Это Антон почувствовал всем своим существом. Он схватил Татьяну за руку выше локтя, придержал, пока другие женщины и девушки, с ехидными насмешками оборачивающиеся назад, отойдут подальше.
— У тебя два пути, — грозно, крутым перегаром дыша Татьяне в лицо, предупредил Антон. — Один — через мою кровать, другой… — он умолк на секунду, желваки ходили на его потемневшем лице. — Другой не очень приятный: я отправлю тебя на ночь в хату к мадьярам, они очень обрадуются. … Станешь для них подстилкой, как Дуська Лыкова, так она подстилка одного Гамара, может, иногда и адъютанта, не знаю, я ее за ноги не держал, или как Нюрка, но та сама ложится под Эккерта, а ты обслужишь за ночь целый взвод оголодавшихся жеребцов… Так что смотри у меня!..

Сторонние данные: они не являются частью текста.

impl UpdateOrchestrator {
    pub fn new(
        upstream: Arc<dyn UpstreamClient>,
        field_map: FieldMap,
        matcher: Matcher,
        store: Arc<RecordStore>,
        options: OrchestratorOptions,
    ) -> Self {
        let (phase, _) = watch::channel(RunPhase::Idle);
        Self {
            upstream,
            field_map: Arc::new(field_map),
            matcher: Arc::new(matcher),
            store,
            options,
            run_lock: Arc::new(Mutex::new(())),
            phase,
        }
    }

    /// Wires the configured upstream, keyword groups, field map and store.
    pub async fn from_config(config: &SyncConfig) -> anyhow::Result<Self> {
        let field_map = FieldMap::for_schema(&config.schema_version)
            .context("checking upstream field mapping")?;
        let matcher = Matcher::load(&config.keywords_path)
            .await
            .context("loading keyword groups")?;
        let store = RecordStore::open(&config.data_dir, &config.source_id)
            .await
            .context("opening record store")?;

        let upstream: Arc<dyn UpstreamClient> = match &config.fixture_path {
            Some(path) => {
                info!(path = %path.display(), "using fixture upstream");
                Arc::new(FixtureUpstream::new(&config.source_id, path))
            }
            None => {
                let http = HttpFetcher::new(HttpClientConfig {
                    timeout: config.fetch_timeout(),
                    user_agent: Some(config.user_agent.clone()),
                    ..Default::default()
                })?;
                Arc::new(AnpApiClient::new(
                    &config.source_id,
                    &config.upstream_url,
                    Arc::new(http),
                ))
            }
        };

        Ok(Self::new(
            upstream,
            field_map,
            matcher,
            Arc::new(store),
            OrchestratorOptions {
                fetch_timeout: config.fetch_timeout(),
                min_update_interval: config.min_update_interval(),
                state_path: RunState::path_in(&config.source_dir()),
            },
        ))
    }

    pub fn store(&self) -> Arc<RecordStore> {
        self.store.clone()
    }

    pub fn matcher(&self) -> &Matcher {
        &self.matcher
    }

    pub fn source_id(&self) -> &str {
        self.upstream.source_id()
    }

    pub fn phase(&self) -> RunPhase {
        *self.phase.borrow()
    }

    pub fn subscribe_phase(&self) -> watch::Receiver<RunPhase> {
        self.phase.subscribe()
    }

    /// Only sees runs started through this orchestrator.
    pub fn is_running(&self) -> bool {
        self.run_lock.try_lock().is_err()
    }

    pub async fn state(&self) -> RunState {
        RunState::load(&self.options.state_path).await
    }

    /// Runs one update unless another is in flight here or in another
    /// process. Run-level failures are reported in the summary, not as errors.
    ///
    /// The run executes on its own task and completes even if the caller stops
    /// waiting for it.
    pub async fn run_update(self: &Arc<Self>, force: bool) -> Result<RunSummary, SyncError> {
        let claim = self.claim_run().await?;
        let run_id = Uuid::new_v4();
        let span = info_span!("update_run", %run_id, source_id = self.upstream.source_id(), force);

        let this = Arc::clone(self);
        let task = tokio::spawn(
            async move {
                let _claim = claim;
                let _reset = PhaseReset(&this.phase);
                this.run_locked(run_id, force).await
            }
            .instrument(span),
        );
        task.await?
    }

    async fn claim_run(&self) -> Result<RunClaim, SyncError> {
        let local = self
            .run_lock
            .clone()
            .try_lock_owned()
            .map_err(|_| SyncError::RunInProgress)?;
        let path = self.store.dir().join(RUN_LOCK_FILE);
        match DirLock::try_acquire(&path).await {
            Ok(Some(shared)) => Ok(RunClaim {
                _local: local,
                _shared: shared,
            }),
            Ok(None) => {
                debug!(path = %path.display(), "run lock held by another process");
                Err(SyncError::RunInProgress)
            }
            Err(source) => Err(SyncError::RunLock { path, source }),
        }
    }

    async fn run_locked(&self, run_id: Uuid, force: bool) -> Result<RunSummary, SyncError> {
        let mut summary = RunSummary::started(run_id, Utc::now());
        let mut state = self.state().await;

        if !force && state.is_fresh(summary.started_at, self.options.min_update_interval) {
            summary.total_records = self.store.len().await;
            self.phase.send_replace(RunPhase::Idle);
            info!("store updated recently; skipping run");
            return Ok(summary.finish(
                Utc::now(),
                RunStatus::Skipped {
                    reason: "last successful update is within the minimum interval".to_string(),
                },
            ));
        }

        let outcome = self.pipeline(run_id, &mut summary).await;
        summary.total_records = self.store.len().await;
        let finished_at = Utc::now();

        let status = match outcome {
            Ok(()) => {
                self.phase.send_replace(RunPhase::Idle);
                state.record_success(finished_at, summary.total_records);
                info!(
                    fetched = summary.fetched,
                    matched = summary.matched,
                    inserted = summary.inserted,
                    duplicates = summary.duplicates,
                    record_errors = summary.record_errors,
                    "update run completed"
                );
                RunStatus::Completed
            }
            Err(abort) => {
                self.phase.send_replace(RunPhase::Failed);
                state.record_failure(finished_at, &abort.message);
                warn!(kind = ?abort.kind, error = %abort.message, "update run failed");
                RunStatus::Failed {
                    kind: abort.kind,
                    message: abort.message,
                }
            }
        };

        if let Err(err) = state.save(&self.options.state_path).await {
            warn!(error = %err, path = %self.options.state_path.display(), "could not persist run state");
        }
        Ok(summary.finish(finished_at, status))
    }

    async fn pipeline(&self, run_id: Uuid, summary: &mut RunSummary) -> Result<(), Abort> {
        self.phase.send_replace(RunPhase::Fetching);
        let raws = match tokio::time::timeout(self.options.fetch_timeout, self.upstream.fetch(run_id))
            .await
        {
            Ok(Ok(raws)) => raws,
            Ok(Err(err)) => return Err(Abort::upstream(err)),
            Err(_) => {
                return Err(Abort::upstream(format!(
                    "upstream fetch timed out after {:?}",
                    self.options.fetch_timeout
                )))
            }
        };
        summary.fetched = raws.len();
        if raws.is_empty() {
            return Err(Abort::upstream("upstream returned no vessel records"));
        }
        self.field_map.check_batch(&raws);

        self.phase.send_replace(RunPhase::Normalizing);
        let field_map = self.field_map.clone();
        let normalized = fan_out(raws, move |raw: RawRecord| field_map.normalize(&raw)).await?;
        let mut records = Vec::with_capacity(normalized.len());
        for result in normalized {
            match result {
                Ok(record) => records.push(record),
                Err(err) => {
                    debug!(error = %err, "skipping record");
                    summary.record_errors += 1;
                }
            }
        }
        summary.normalized_ok = records.len();

        self.phase.send_replace(RunPhase::Matching);
        let matcher = self.matcher.clone();
        let evaluated = fan_out(records, move |record: NormalizedRecord| {
            let result = matcher.evaluate(&record);
            (record, result)
        })
        .await?;
        let passing = evaluated
            .into_iter()
            .filter(|(_, result)| result.verdict.is_pass())
            .collect::<Vec<(NormalizedRecord, MatchResult)>>();
        summary.matched = passing.len();

        self.phase.send_replace(RunPhase::Persisting);
        for (record, result) in passing {
            match self.store.insert(record, result, run_id, Utc::now()).await {
                Ok(InsertOutcome::Inserted) => summary.inserted += 1,
                Ok(InsertOutcome::Duplicate) => summary.duplicates += 1,
                Err(err) if err.is_record_level() => {
                    debug!(error = %err, "rejecting record");
                    summary.record_errors += 1;
                }
                Err(err) => {
                    return Err(Abort {
                        kind: FailureKind::StorageIo,
                        message: err.to_string(),
                    })
                }
            }
        }
        Ok(())
    }

    /// Collapses duplicate fingerprints in the store. Refused while a run is in flight.
    pub async fn clean_duplicates(&self) -> Result<usize, SyncError> {
        let _claim = self.claim_run().await?;
        Ok(self.store.bulk_merge_and_cleanup().await?)
    }

    pub async fn test_connection(&self) -> ConnectionReport {
        match tokio::time::timeout(
            self.options.fetch_timeout,
            test_connection(self.upstream.as_ref()),
        )
        .await
        {
            Ok(report) => report,
            Err(_) => ConnectionReport {
                source_id: self.upstream.source_id().to_string(),
                ok: false,
                record_count: 0,
                response_time_ms: self.options.fetch_timeout.as_millis(),
                message: format!("no response within {:?}", self.options.fetch_timeout),
            },
        }
    }
}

— И ты смотри, — с похолодевшим сердцем ответила Татьяна и, сама не зная почему, вдруг пригрозила Антону: — А я Ласло расскажу, он что-нибудь придумает с теми мадьярами… Они со зла тебе могут и не такое сделать!.. Кажут, многим из них бабы не дай, а такого как ты, сдобного!.. Вишь, как отблескиваешь, разъелся на чужих харчах!.. С такого они быстро подштанники сдерут… Для того дела им все равно — полицай ты или партизан…
От таких слов Антон буквально оторопел, он открыл рот, чтобы что-то сказать, но не смог. Не ожидал он такой резкости от, как казалось ему, покорной дурочки, к тому же неравнодушной к нему, хотя бы до его женитьбы на Зинаиде. И про этого Ласло он не раз слыхал и даже как-то видел его: невысокого роста, худощавый, придави ногтем — и только мокрое место останется.
Нагорновские женщины с появлением лагеря для военнопленных в селе хорошо изучили повадки мадьяр-охранников, или, как они с насмешкой выражались, «охальников», знали характер почти каждого из них: кто вредный, а кто не очень. Прежде всего женщины улавливали момент и норовили подбежать к ограждению, когда в определенном месте стоял на посту солдат по имени Ласло. Он иногда, смотря по обстановке, просто-напросто отворачивался при виде их с мешочками, иногда наоборот — делал жест рукой: кидай, мол, продукты пленным побыстрее, чтобы кто другой из охранников не увидел и не донес на него коменданту.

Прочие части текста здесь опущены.